Representative SEM microstructures of crayfish muscle subjected to the RPPE treatments were compared with fresh crayfish muscle in Figure 3. We observed significant differences between the fresh crayfish muscle and those treated with RPPE both in fibers, bundles, and intramuscular connective tissues. At day 0, fresh crayfish had a complete and smooth muscle structure and a compact muscle fiber arrangement (Figure 3). Some small spaces appeared between the muscle bundles in the fresh sample, all of which indicated a well-organized structure. With the prolongation of storage time, the muscle fiber tissues in the treated groups had different degrees of deterioration. At day 8, the muscle structure of the CK and T0 samples were most degraded and the surface texture was loose and fuzzy. Although degradation was also observed in the T1 and T2 samples, the fibers, bundles, and structures were still regular in appearance. The muscle fiber of T3 was more regular, and the muscle fiber was not significantly broken. The connective tissues also adhered to each other tightly, which were very similar to those of the fresh sample.

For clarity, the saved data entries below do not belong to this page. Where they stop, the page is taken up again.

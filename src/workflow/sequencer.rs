use crate::error::{Result, WorkflowError};
use crate::workflow::capability::{ChainState, ConfirmationRecord, TransactionHandle};
use crate::workflow::confirm::ConfirmationWaiter;
use crate::workflow::progress::{ProgressReporter, StepLabel};
use futures::future::BoxFuture;
use futures::FutureExt;
use std::future::Future;
use std::time::{Duration, Instant};

type SubmitFn<'a> = Box<dyn FnOnce() -> BoxFuture<'a, Result<TransactionHandle>> + Send + 'a>;
type SkipFn<'a> = Box<dyn FnOnce() -> BoxFuture<'a, Result<bool>> + Send + 'a>;

/// What a step's failure means for the rest of the workflow.
#[derive(Debug, Clone, Copy, PartialEq, Eq)]
pub enum StepPolicy {
    /// Failure aborts the workflow.
    Required,
    /// Failure is recorded as an empty slot and the workflow continues.
    Advisory,
}

/// One submit-then-confirm unit of a workflow.
pub struct Step<'a> {
    name: String,
    policy: StepPolicy,
    submit: SubmitFn<'a>,
    skip_if: Option<SkipFn<'a>>,
}

impl<'a> Step<'a> {
    pub fn new<F, Fut>(name: impl Into<String>, policy: StepPolicy, submit: F) -> Self
    where
        F: FnOnce() -> Fut + Send + 'a,
        Fut: Future<Output = Result<TransactionHandle>> + Send + 'a,
    {
        Self {
            name: name.into(),
            policy,
            submit: Box::new(move || submit().boxed()),
            skip_if: None,
        }
    }

    pub fn required<F, Fut>(name: impl Into<String>, submit: F) -> Self
    where
        F: FnOnce() -> Fut + Send + 'a,
        Fut: Future<Output = Result<TransactionHandle>> + Send + 'a,
    {
        Self::new(name, StepPolicy::Required, submit)
    }

    /// Evaluate `predicate` right before the step would submit; `true` skips it.
    pub fn skip_if<F, Fut>(mut self, predicate: F) -> Self
    where
        F: FnOnce() -> Fut + Send + 'a,
        Fut: Future<Output = Result<bool>> + Send + 'a,
    {
        self.skip_if = Some(Box::new(move || predicate().boxed()));
        self
    }

    /// Skip decided up front, e.g. from reads done while planning.
    pub fn skip_when(self, skip: bool) -> Self {
        self.skip_if(move || async move { Ok::<_, WorkflowError>(skip) })
    }
}

#[derive(Debug, Clone, Copy, PartialEq, Eq)]
pub enum WorkflowState {
    NotStarted,
    Running,
    Completed,
    Aborted,
}

/// One slot per attempted step; `None` for a failed advisory step.
pub type StepOutcomes = Vec<Option<ConfirmationRecord>>;

/// Stops chain polling when dropped, whichever way the workflow exits.
pub struct PollingGuard<'a> {
    chain: &'a dyn ChainState,
}

impl<'a> PollingGuard<'a> {
    pub fn new(chain: &'a dyn ChainState) -> Self {
        Self { chain }
    }
}

impl Drop for PollingGuard<'_> {
    fn drop(&mut self) {
        self.chain.stop_polling();
        tracing::debug!("chain polling stopped");
    }
}

/// Runs steps one at a time: skip check, submit, wait, record.
pub struct Sequencer<'a> {
    chain: &'a dyn ChainState,
    reporter: &'a dyn ProgressReporter,
    waiter: ConfirmationWaiter,
    timeout: Duration,
    state: WorkflowState,
}

impl<'a> Sequencer<'a> {
    pub fn new(
        chain: &'a dyn ChainState,
        reporter: &'a dyn ProgressReporter,
        timeout: Duration,
    ) -> Self {
        Self {
            chain,
            reporter,
            waiter: ConfirmationWaiter::default(),
            timeout,
            state: WorkflowState::NotStarted,
        }
    }

    pub fn with_waiter(mut self, waiter: ConfirmationWaiter) -> Self {
        self.waiter = waiter;
        self
    }

    pub fn state(&self) -> WorkflowState {
        self.state
    }

    pub async fn run(&mut self, steps: Vec<Step<'_>>) -> Result<StepOutcomes> {
        self.run_planned(async move { Ok(steps) }).await
    }

    /// Build the step list with `plan` and run it.
    ///
    /// Polling is released when this returns, including when planning itself
    /// fails.
    pub async fn run_planned<'s, P>(&mut self, plan: P) -> Result<StepOutcomes>
    where
        P: Future<Output = Result<Vec<Step<'s>>>>,
    {
        let _guard = PollingGuard::new(self.chain);
        self.state = WorkflowState::Running;

        let result = match plan.await {
            Ok(steps) => self.execute(steps).await,
            Err(err) => Err(err),
        };

        self.state = if result.is_ok() {
            WorkflowState::Completed
        } else {
            WorkflowState::Aborted
        };
        result
    }

    async fn execute(&self, steps: Vec<Step<'_>>) -> Result<StepOutcomes> {
        let total = steps.len();
        let mut outcomes = StepOutcomes::with_capacity(total);

        for (position, step) in steps.into_iter().enumerate() {
            let Step {
                name,
                policy,
                submit,
                skip_if,
            } = step;
            let label = StepLabel {
                index: position + 1,
                total,
                name,
            };

            let skipped = match skip_if {
                Some(predicate) => predicate().await,
                None => Ok(false),
            };
            let outcome = match skipped {
                Ok(true) => {
                    tracing::info!(step = %label, "step not needed, skipping");
                    self.reporter.skip(&label);
                    continue;
                }
                Ok(false) => {
                    self.reporter.start(&label);
                    self.attempt(&label, submit).await
                }
                Err(err) => Err(err),
            };

            match (outcome, policy) {
                (Ok(record), _) => {
                    self.reporter.succeed(&label);
                    outcomes.push(Some(record));
                }
                (Err(err), StepPolicy::Advisory) => {
                    tracing::warn!(step = %label, error = %err, "advisory step failed, continuing");
                    self.reporter.fail(&label, &err);
                    outcomes.push(None);
                }
                (Err(err), StepPolicy::Required) => {
                    tracing::error!(step = %label, error = %err, "required step failed, aborting");
                    self.reporter.fail(&label, &err);
                    return Err(WorkflowError::Aborted {
                        step: label.name,
                        committed: outcomes.into_iter().flatten().collect(),
                        source: Box::new(err),
                    });
                }
            }
        }

        Ok(outcomes)
    }

    async fn attempt(&self, label: &StepLabel, submit: SubmitFn<'_>) -> Result<ConfirmationRecord> {
        let started = Instant::now();
        let handle = submit().await?;
        tracing::info!(step = %label, tx_hash = %handle.hash, "transaction submitted");

        let record = self.waiter.wait(self.chain, handle, self.timeout).await?;
        tracing::info!(
            step = %label,
            tx_hash = %record.transaction_hash,
            block = record.block_number,
            gas_used = record.gas_used,
            elapsed_ms = started.elapsed().as_millis() as u64,
            "transaction confirmed"
        );
        Ok(record)
    }
}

Therefore, RPPE delayed the degradation of crayfish muscle.

Figure 3: SEM images of crayfish under different treatments during storage. (a) At the beginning. (b) CK at 8th day. (c) T0 at 8th day. (d) T1 at 8th day. (e) T2 at 8th day. (f) T3 at 8th day.

4. Conclusion

RPPE exhibited a high amount of total phenolic and demonstrated effective antioxidant properties. Gelatin coating with RPPE and ε-PL delayed deshelled crayfish deterioration in quality parameters, such as TVB-N, K value, FAAs, and water migration and could extend deshelled crayfish shelf life by 2 days. Combined with the effect of the color of the preservation solution on the samples, the coating combined with 2.0% RPPE was preferred.

Data Availability

The data used to support the findings of this study are available from the corresponding author upon request.

Conflicts of Interest

The authors declare no conflicts of interest.

Acknowledgments

The authors would like to express their profound gratitude to Weiqiang Qiu from the Instrumental Analysis Center of Shanghai Ocean University for his technical assistance. This research was funded by the NSFC (31571914 and 31601414), China Agriculture Research System (CARS-47), National Key Research and Development Program (2016YFD0400106), Doctoral Start-Up Fund from SHOU, and Construction Project of Public Service Platform for Shanghai Municipal Science and Technology Commission (17DZ2293400).